Dal Medioevo ai nostri giorni  

di Carla Zhara Buda

Nel corso del VI sec. d.C., durante le guerre greco-gotiche, si assiste nella regione ad un processo inevitabile di decremento della popolazione. Tra il 552 e il 553 i Goti prendono possesso di Centumcellae. Molte delle ville che avevano caratterizzato il territorio in età imperiale sono ormai completamente in abbandono. A partire dal VII sec. e poi per tutto l’VIII e il IX sec. d.C. la regione risente del fenomeno dell’incastellamento che, seppur con forme e modi diversi, caratterizza l’intera penisola. I centri abitati vedono un lento e costante decadimento e subiscono una forte rarefazione. La popolazione si concentra intorno a pochi centri superstiti, tra cui spicca Forum Clodii, diocesi di notevole importanza.

Le prime notizie certe sulla città di Tolfa risalgono al 1000, ma il centro risulta probabilmente ben consolidato solo tra il XIII e il XIV sec. d.C..

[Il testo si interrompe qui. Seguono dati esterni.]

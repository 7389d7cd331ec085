//! Topology state machine: versioned server-group and slot ownership
//!
//! Every Join/Leave produces a new immutable config version; slot ownership
//! is rebalanced deterministically so all replicas converge on identical
//! configs. Versions are persisted to the metadata engine under a fixed key
//! prefix and reloaded on open.

use std::collections::BTreeMap;
use std::sync::Arc;

use serde::{Deserialize, Serialize};
use thiserror::Error;
use tracing::debug;

use crate::storage::{EngineError, KvEngine};

/// Number of hash slots partitioned across server groups.
pub const SLOT_COUNT: usize = 10;

/// Group id marking an unassigned slot.
pub const UNASSIGNED: u64 = 0;

const TOPO_CONF_PREFIX: &str = "topo_conf_";

/// One immutable topology version.
#[derive(Debug, Clone, PartialEq, Eq, Serialize, Deserialize)]
pub struct TopoConfig {
    /// Monotonic version, 0 for the initial empty config
    pub version: u64,
    /// group id -> replica addresses
    pub server_groups: BTreeMap<u64, Vec<String>>,
    /// Owner group id per slot, `UNASSIGNED` when no group holds it
    pub slots: Vec<u64>,
}

impl TopoConfig {
    fn initial() -> Self {
        TopoConfig {
            version: 0,
            server_groups: BTreeMap::new(),
            slots: vec![UNASSIGNED; SLOT_COUNT],
        }
    }
}

/// Errors surfaced by topology mutations.
#[derive(Debug, Clone, Error)]
pub enum TopoError {
    #[error("failed to persist config: {0}")]
    Store(#[from] EngineError),
    #[error("stored config is unreadable: {0}")]
    Codec(String),
}

/// The topology state machine. Written only by the apply pipeline.
pub struct TopoStm {
    engine: Arc<dyn KvEngine>,
    configs: Vec<TopoConfig>,
}

fn config_key(version: u64) -> Vec<u8> {
    format!("{}{:012}", TOPO_CONF_PREFIX, version).into_bytes()
}

impl TopoStm {
    /// Load persisted config versions from the engine, seeding the initial
    /// empty config when none exist.
    pub fn open(engine: Arc<dyn KvEngine>) -> Result<Self, TopoError> {
        let kvs = engine.prefix_scan(TOPO_CONF_PREFIX.as_bytes())?;
        let mut configs = Vec::with_capacity(kvs.len() + 1);
        for (_, value) in kvs {
            let config: TopoConfig =
                serde_json::from_slice(&value).map_err(|e| TopoError::Codec(e.to_string()))?;
            configs.push(config);
        }
        if configs.is_empty() {
            configs.push(TopoConfig::initial());
        }
        Ok(TopoStm { engine, configs })
    }

    fn latest(&self) -> &TopoConfig {
        self.configs.last().expect("config list is never empty")
    }

    /// Current highest version.
    pub fn latest_version(&self) -> u64 {
        self.latest().version
    }

    /// All retained versions, for snapshotting.
    pub fn configs(&self) -> &[TopoConfig] {
        &self.configs
    }

    /// Replace all versions from a snapshot, rewriting the engine rows.
    pub fn restore(&mut self, configs: Vec<TopoConfig>) -> Result<(), TopoError> {
        let configs = if configs.is_empty() {
            vec![TopoConfig::initial()]
        } else {
            configs
        };
        let max_version = configs.last().map(|c| c.version).unwrap_or(0);
        // Drop rows the snapshot no longer covers, then rewrite
        for (key, _) in self.engine.prefix_scan(TOPO_CONF_PREFIX.as_bytes())? {
            if key > config_key(max_version) {
                self.engine.delete(&key)?;
            }
        }
        for config in &configs {
            let bytes = serde_json::to_vec(config).map_err(|e| TopoError::Codec(e.to_string()))?;
            self.engine.put(&config_key(config.version), &bytes)?;
        }
        self.configs = configs;
        Ok(())
    }

    fn push_config(&mut self, config: TopoConfig) -> Result<(), TopoError> {
        let bytes = serde_json::to_vec(&config).map_err(|e| TopoError::Codec(e.to_string()))?;
        self.engine.put(&config_key(config.version), &bytes)?;
        debug!(version = config.version, "new topology config");
        self.configs.push(config);
        Ok(())
    }

    /// Merge new server groups into the latest config and rebalance.
    pub fn join(&mut self, groups: BTreeMap<u64, Vec<String>>) -> Result<(), TopoError> {
        let mut next = self.latest().clone();
        next.version += 1;
        for (gid, addrs) in groups {
            next.server_groups.insert(gid, addrs);
        }
        rebalance(&next.server_groups, &mut next.slots);
        self.push_config(next)
    }

    /// Remove server groups; their slots move to the remaining groups.
    pub fn leave(&mut self, group_ids: &[u64]) -> Result<(), TopoError> {
        let mut next = self.latest().clone();
        next.version += 1;
        for gid in group_ids {
            next.server_groups.remove(gid);
        }
        rebalance(&next.server_groups, &mut next.slots);
        self.push_config(next)
    }

    /// Read-only version lookup: non-positive or out-of-range versions
    /// resolve to the latest config.
    pub fn query(&self, version: i64) -> TopoConfig {
        if version <= 0 || version as usize >= self.configs.len() {
            return self.latest().clone();
        }
        self.configs[version as usize].clone()
    }
}

/// Deterministic slot rebalancing.
///
/// Orphaned slots (unassigned or owned by a departed group) go to the
/// least-loaded group first; then slots move one at a time from the most- to
/// the least-loaded group until the spread is at most one. Every choice is
/// tie-broken by ascending group id, so identical inputs always yield
/// identical ownership on every replica.
fn rebalance(groups: &BTreeMap<u64, Vec<String>>, slots: &mut [u64]) {
    if groups.is_empty() {
        for slot in slots.iter_mut() {
            *slot = UNASSIGNED;
        }
        return;
    }

    for slot in slots.iter_mut() {
        if *slot != UNASSIGNED && !groups.contains_key(slot) {
            *slot = UNASSIGNED;
        }
    }

    loop {
        let mut counts: BTreeMap<u64, usize> = groups.keys().map(|&gid| (gid, 0)).collect();
        for slot in slots.iter() {
            if *slot != UNASSIGNED {
                *counts.get_mut(slot).expect("owner is a live group") += 1;
            }
        }

        // BTreeMap iteration is gid-ascending, so min/max ties land on the
        // smallest gid
        let (&min_gid, &min_count) = counts
            .iter()
            .min_by_key(|(gid, count)| (**count, **gid))
            .expect("groups is non-empty");

        if let Some(pos) = slots.iter().position(|s| *s == UNASSIGNED) {
            slots[pos] = min_gid;
            continue;
        }

        let (&max_gid, &max_count) = counts
            .iter()
            .max_by_key(|(gid, count)| (**count, std::cmp::Reverse(**gid)))
            .expect("groups is non-empty");

        if max_count - min_count <= 1 {
            break;
        }
        let pos = slots
            .iter()
            .position(|s| *s == max_gid)
            .expect("max-loaded group owns a slot");
        slots[pos] = min_gid;
    }
}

Nel 1440 Tolfa risulta essere possesso della famiglia dei Frangipane, che nel 1469, dopo numerose traversie, la vendettero al papato. Quella città definita dal cronista quattrocentesco Gaspare da Verona “locus incultus, informis, rusticanis” conobbe con la scoperta dell’allume, effettuata secondo la tradizione nel 1462 (ma forse qualche anno prima), una decisiva svolta nello sviluppo economico. Giovanni de Castro, funzionario dello Stato Pontificio, osservando la vegetazione dei luoghi, notò la presenza dell’Ilex aquifolium (Agrifoglio), pianta che aveva visto più volte in Turchia, in zone dove si estraeva l’alunite. A seguito di questa osservazione, cominciò ad analizzare il terreno e individuò così quei depositi di alunite che per molti secoli costituirono una grande fonte di ricchezza per lo Stato Vaticano e per gli abitanti della regione stessa. L’allume, ricavato da cottura e lisciviazione dell’alunite, essendo materia indispensabile per le tinture nell’industria tessile e per la concia delle pelli veniva importato in Occidente dalle regioni asiatiche. L’importanza della scoperta dell’allume nel territorio di Tolfa si rileva dalle parole stesse di Giovanni de Castro che così riportò la notizia al papa Pio II:  “Oggi ti porto la vittoria sul Turco. Egli estorce ogni anno ai Cristiani più di trecentomila monete d’oro per via dell’allume con cui tingiamo le lane di diversi colori [...], ma io ho trovato sette monti così ricchi di questa sostanza da bastare a sette mondi. Se ordinerai che si facciano venire operai, si predispongano fornaci, si cuociano le pietre, fornirai allume a tutti gli Europei e tutto il guadagno del Turco verrà a cessare”.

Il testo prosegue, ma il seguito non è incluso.